--- Record extracts ---

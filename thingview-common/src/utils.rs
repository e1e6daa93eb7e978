//! Pure helpers shared by the renderers.

use crate::capabilities::light::Color;

/// Escapes text for use inside HTML content and attribute values.
pub fn escape_html(text: &str) -> String {
    let mut out = String::with_capacity(text.len());

    for c in text.chars() {
        match c {
            '&' => out.push_str("&amp;"),
            '<' => out.push_str("&lt;"),
            '>' => out.push_str("&gt;"),
            '"' => out.push_str("&quot;"),
            '\'' => out.push_str("&#039;"),
            c => out.push(c),
        }
    }

    out
}

/// Turns arbitrary text into something usable as an element id or class name.
///
/// Everything outside `[_a-zA-Z0-9-]` becomes `_`, and a leading digit or dash
/// gets a `_` prefix.
pub fn escape_html_for_id_class(text: &str) -> String {
    let mut out = text
        .chars()
        .map(|c| if c.is_ascii_alphanumeric() || c == '_' || c == '-' { c } else { '_' })
        .collect::<String>();

    if out.starts_with(|c: char| c.is_ascii_digit() || c == '-') {
        out.insert(0, '_');
    }

    out
}

/// Approximates the RGB color of a black body at the given temperature in
/// kelvin (Tanner Helland's fit).
pub fn color_temperature_to_rgb(kelvin: f64) -> Color {
    let temp = kelvin / 100.0;

    let (r, g) = if temp <= 66.0 {
        (255.0, 99.470_802_586_1 * temp.ln() - 161.119_568_166_1)
    } else {
        (
            329.698_727_446 * (temp - 60.0).powf(-0.133_204_759_2),
            288.122_169_528_3 * (temp - 60.0).powf(-0.075_514_849_2),
        )
    };

    let b = if temp >= 66.0 {
        255.0
    } else if temp <= 19.0 {
        0.0
    } else {
        138.517_731_223_1 * (temp - 10.0).ln() - 305.044_792_730_7
    };

    Color { r: channel(r), g: channel(g), b: channel(b) }
}

fn channel(value: f64) -> u8 {
    if value.is_nan() {
        return 0;
    }

    value.clamp(0.0, 255.0).round() as u8
}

---

> _Exercise brief_:
What lines in the data include the string "else"? Copy each one.

> _Response_:
        .map(|c| if c.is_ascii_alphanumeric() || c == '_' || c == '-' { c } else { '_' })
    } else {
    } else if temp <= 19.0 {
    } else {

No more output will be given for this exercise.